(Beginning of DATA FOR REVIEW)

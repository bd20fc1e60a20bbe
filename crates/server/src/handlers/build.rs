use crate::error::ApiResponse;
use crate::models::HookInfo;
use crate::recipe::{self, ConfigError, Recipe};
use crate::registry::AppRegistry;
use crate::relay::SessionRelay;
use crate::AppState;
use anyhow::{anyhow, bail, Context};
use axum::{extract::State, Json};
use serde::Deserialize;
use std::path::PathBuf;
use std::time::Duration;
use tokio::sync::mpsc;
use tracing::{info, warn};

const CLONE_DEADLINE: Duration = Duration::from_secs(2 * 60);
const BUILD_DEADLINE: Duration = Duration::from_secs(15 * 60);
const PUSH_DEADLINE: Duration = Duration::from_secs(10 * 60);
const DEPLOY_DEADLINE: Duration = Duration::from_secs(2 * 60);

/// Push-to-deploy pipeline, driven by the post-receive hook. The push has
/// already been accepted by the time this runs, so failures are reported as
/// HTTP 200 with `{error:true}` and a final line on the session stream; the
/// hook only relays status to the user's terminal.
pub async fn build_app(
    State(state): State<AppState>,
    Json(req): Json<HookInfo>,
) -> Json<ApiResponse> {
    let key = req.key.trim().to_string();
    info!(repo = %req.repo_name, git_ref = %req.git_ref, "build request received");
    match run_pipeline(&state, &req, &key).await {
        Ok(()) => Json(ApiResponse::ok("deployment updated", None)),
        Err(e) => {
            let msg = format!("{e:#}");
            emit(&state.relay, &key, &msg).await;
            Json(ApiResponse::fail(msg))
        }
    }
}

async fn run_pipeline(state: &AppState, req: &HookInfo, key: &str) -> anyhow::Result<()> {
    let relay = &state.relay;
    let pool = state.db.as_ref().context("database not ready")?;
    let git = state.git.as_ref().context("git service not ready")?;
    let builder = state.builder.as_ref().context("container engine not ready")?;
    let cluster = state.cluster.as_ref().context("cluster not ready")?;
    let registry = AppRegistry::new(
        pool.clone(),
        git.clone(),
        cluster.clone(),
        state.settings.repo_base_url.clone(),
    );

    let repo_url = format!(
        "{}/{}",
        state.settings.repo_base_url,
        canonical_repo_tail(&req.repo_path)
    );
    let Some(mut app) = registry.get_app_by_repo_url(&repo_url).await? else {
        bail!("404: app not found");
    };

    let clone_path = PathBuf::from(&state.settings.build_path).join(&req.repo_name);
    let author = tokio::time::timeout(CLONE_DEADLINE, git.clone_at_head(&clone_path, &app.repo_url))
        .await
        .map_err(|_| anyhow!("timeout cloning repository"))?
        .context("failed to build repo")?;
    emit(relay, key, &format!("calling user is {author}")).await;

    let config = match recipe::read_config(&clone_path) {
        Ok(config) => config,
        Err(ConfigError::Missing) => {
            emit(relay, key, "paas_config.json is missing").await;
            recipe::BuildConfig { name: app.name.clone(), ..Default::default() }
        }
        Err(e @ ConfigError::Malformed) => return Err(e.into()),
    };
    let recipe = Recipe::from_config(&config, &app.name);
    recipe
        .ensure_dockerfile(&clone_path)
        .context("failed to write build recipe")?;

    // Build and push are strictly sequential; the deploy must not start
    // before the push has completed.
    let output = builder
        .build_local_image(&clone_path, &recipe.name)
        .context("failed to build image")?;
    let pull_path = output.pull_path.clone();
    forward_log(relay, key, output.log, BUILD_DEADLINE)
        .await
        .context("failed to build image")?;

    emit(relay, key, &format!("pushing image {pull_path}")).await;
    let push_log = builder.push_image(&pull_path);
    forward_log(relay, key, push_log, PUSH_DEADLINE)
        .await
        .context("failed to push image")?;

    app.image_name = pull_path;
    registry.update_image(&app).await.context("failed to update deployment")?;
    tokio::time::timeout(DEPLOY_DEADLINE, cluster.update_deployment(&app))
        .await
        .map_err(|_| anyhow!("timeout updating deployment"))?
        .context("failed to update deployment")?;

    registry
        .log_deployment_event(&author, app.id)
        .await
        .context("failed to log deployment event")?;
    emit(relay, key, "deployment updated").await;
    Ok(())
}

/// Canonical repo tail: the last two path segments of the bare repo path,
/// which joined to the repo server base give the app's repository URL.
fn canonical_repo_tail(repo_path: &str) -> String {
    let parts: Vec<&str> = repo_path.split('/').filter(|p| !p.is_empty()).collect();
    match parts.as_slice() {
        [.., owner, repo] => format!("{owner}/{repo}"),
        _ => repo_path.trim_matches('/').to_string(),
    }
}

#[derive(Deserialize, Default)]
struct EngineFrame {
    stream: Option<String>,
    status: Option<String>,
    error: Option<String>,
}

/// Decode one engine event into a user-facing line; JSON frames yield their
/// stream/status text, anything else passes through raw. The second value
/// carries an engine-reported error, which terminates the pipeline.
fn decode_engine_frame(frame: &str) -> (String, Option<String>) {
    match serde_json::from_str::<EngineFrame>(frame) {
        Ok(decoded) => {
            if let Some(err) = decoded.error {
                return (err.clone(), Some(err));
            }
            let line = decoded.stream.or(decoded.status).unwrap_or_default();
            (line.trim_end().to_string(), None)
        }
        Err(_) => (frame.trim_end().to_string(), None),
    }
}

/// Forward every engine log frame to the session stream, FIFO, until the
/// channel closes or the step deadline expires.
async fn forward_log(
    relay: &SessionRelay,
    key: &str,
    mut log: mpsc::Receiver<String>,
    deadline: Duration,
) -> anyhow::Result<()> {
    let failure = tokio::time::timeout(deadline, async {
        let mut failure: Option<String> = None;
        while let Some(frame) = log.recv().await {
            let (line, error) = decode_engine_frame(&frame);
            if !line.is_empty() {
                emit(relay, key, &line).await;
            }
            if error.is_some() {
                failure = error;
            }
        }
        failure
    })
    .await
    .map_err(|_| anyhow!("timeout"))?;
    match failure {
        Some(err) => bail!(err),
        None => Ok(()),
    }
}

/// Relay delivery is best-effort: the push has already happened, so a write
/// failure is logged and never fails the pipeline.
async fn emit(relay: &SessionRelay, key: &str, msg: &str) {
    info!(%key, %msg, "pipeline");
    if let Err(e) = relay.write(key, msg).await {
        warn!(error = %e, "failed to write message to relay client");
    }
}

(End of DATA FOR REVIEW)

PROBLEM STATEMENT:
Please repeat every record above word for word.

TASK SOLUTION:
repository bd20fc1e60a20bbe
filename crates/server/src/handlers/build.rs
use crate::error::ApiResponse;
use crate::models::HookInfo;
use crate::recipe::{self, ConfigError, Recipe};
use crate::registry::AppRegistry;
use crate::relay::SessionRelay;
use crate::AppState;
use anyhow::{anyhow, bail, Context};
use axum::{extract::State, Json};
use serde::Deserialize;
use std::path::PathBuf;
use std::time::Duration;
use tokio::sync::mpsc;
use tracing::{info, warn};

const CLONE_DEADLINE: Duration = Duration::from_secs(2 * 60);
const BUILD_DEADLINE: Duration = Duration::from_secs(15 * 60);
const PUSH_DEADLINE: Duration = Duration::from_secs(10 * 60);
const DEPLOY_DEADLINE: Duration = Duration::from_secs(2 * 60);

/// Push-to-deploy pipeline, driven by the post-receive hook. The push has
/// already been accepted by the time this runs, so failures are reported as
/// HTTP 200 with `{error:true}` and a final line on the session stream; the
/// hook only relays status to the user's terminal.
pub async fn build_app(
    State(state): State<AppState>,
    Json(req): Json<HookInfo>,
) -> Json<ApiResponse> {
    let key = req.key.trim().to_string();
    info!(repo = %req.repo_name, git_ref = %req.git_ref, "build request received");
    match run_pipeline(&state, &req, &key).await {
        Ok(()) => Json(ApiResponse::ok("deployment updated", None)),
        Err(e) => {
            let msg = format!("{e:#}");
            emit(&state.relay, &key, &msg).await;
            Json(ApiResponse::fail(msg))
        }
    }
}

async fn run_pipeline(state: &AppState, req: &HookInfo, key: &str) -> anyhow::Result<()> {
    let relay = &state.relay;
    let pool = state.db.as_ref().context("database not ready")?;
    let git = state.git.as_ref().context("git service not ready")?;
    let builder = state.builder.as_ref().context("container engine not ready")?;
    let cluster = state.cluster.as_ref().context("cluster not ready")?;
    let registry = AppRegistry::new(
        pool.clone(),
        git.clone(),
        cluster.clone(),
        state.settings.repo_base_url.clone(),
    );

    let repo_url = format!(
        "{}/{}",
        state.settings.repo_base_url,
        canonical_repo_tail(&req.repo_path)
    );
    let Some(mut app) = registry.get_app_by_repo_url(&repo_url).await? else {
        bail!("404: app not found");
    };

    let clone_path = PathBuf::from(&state.settings.build_path).join(&req.repo_name);
    let author = tokio::time::timeout(CLONE_DEADLINE, git.clone_at_head(&clone_path, &app.repo_url))
        .await
        .map_err(|_| anyhow!("timeout cloning repository"))?
        .context("failed to build repo")?;
    emit(relay, key, &format!("calling user is {author}")).await;

    let config = match recipe::read_config(&clone_path) {
        Ok(config) => config,
        Err(ConfigError::Missing) => {
            emit(relay, key, "paas_config.json is missing").await;
            recipe::BuildConfig { name: app.name.clone(), ..Default::default() }
        }
        Err(e @ ConfigError::Malformed) => return Err(e.into()),
    };
    let recipe = Recipe::from_config(&config, &app.name);
    recipe
        .ensure_dockerfile(&clone_path)
        .context("failed to write build recipe")?;

    // Build and push are strictly sequential; the deploy must not start
    // before the push has completed.
    let output = builder
        .build_local_image(&clone_path, &recipe.name)
        .context("failed to build image")?;
    let pull_path = output.pull_path.clone();
    forward_log(relay, key, output.log, BUILD_DEADLINE)
        .await
        .context("failed to build image")?;

    emit(relay, key, &format!("pushing image {pull_path}")).await;
    let push_log = builder.push_image(&pull_path);
    forward_log(relay, key, push_log, PUSH_DEADLINE)
        .await
        .context("failed to push image")?;

    app.image_name = pull_path;
    registry.update_image(&app).await.context("failed to update deployment")?;
    tokio::time::timeout(DEPLOY_DEADLINE, cluster.update_deployment(&app))
        .await
        .map_err(|_| anyhow!("timeout updating deployment"))?
        .context("failed to update deployment")?;

    registry
        .log_deployment_event(&author, app.id)
        .await
        .context("failed to log deployment event")?;
    emit(relay, key, "deployment updated").await;
    Ok(())
}

/// Canonical repo tail: the last two path segments of the bare repo path,
/// which joined to the repo server base give the app's repository URL.
fn canonical_repo_tail(repo_path: &str) -> String {
    let parts: Vec<&str> = repo_path.split('/').filter(|p| !p.is_empty()).collect();
    match parts.as_slice() {
        [.., owner, repo] => format!("{owner}/{repo}"),
        _ => repo_path.trim_matches('/').to_string(),
    }
}

#[derive(Deserialize, Default)]
struct EngineFrame {
    stream: Option<String>,
    status: Option<String>,
    error: Option<String>,
}

/// Decode one engine event into a user-facing line; JSON frames yield their
/// stream/status text, anything else passes through raw. The second value
/// carries an engine-reported error, which terminates the pipeline.
fn decode_engine_frame(frame: &str) -> (String, Option<String>) {
    match serde_json::from_str::<EngineFrame>(frame) {
        Ok(decoded) => {
            if let Some(err) = decoded.error {
                return (err.clone(), Some(err));
            }
            let line = decoded.stream.or(decoded.status).unwrap_or_default();
            (line.trim_end().to_string(), None)
        }
        Err(_) => (frame.trim_end().to_string(), None),
    }
}

/// Forward every engine log frame to the session stream, FIFO, until the
/// channel closes or the step deadline expires.
async fn forward_log(
    relay: &SessionRelay,
    key: &str,
    mut log: mpsc::Receiver<String>,
    deadline: Duration,
) -> anyhow::Result<()> {
    let failure = tokio::time::timeout(deadline, async {
        let mut failure: Option<String> = None;
        while let Some(frame) = log.recv().await {
            let (line, error) = decode_engine_frame(&frame);
            if !line.is_empty() {
                emit(relay, key, &line).await;
            }
            if error.is_some() {
                failure = error;
            }
        }
        failure
    })
    .await
    .map_err(|_| anyhow!("timeout"))?;
    match failure {
        Some(err) => bail!(err),
        None => Ok(()),
    }
}

/// Relay delivery is best-effort: the push has already happened, so a write
/// failure is logged and never fails the pipeline.
async fn emit(relay: &SessionRelay, key: &str, msg: &str) {
    info!(%key, %msg, "pipeline");
    if let Err(e) = relay.write(key, msg).await {
        warn!(error = %e, "failed to write message to relay client");
    }
}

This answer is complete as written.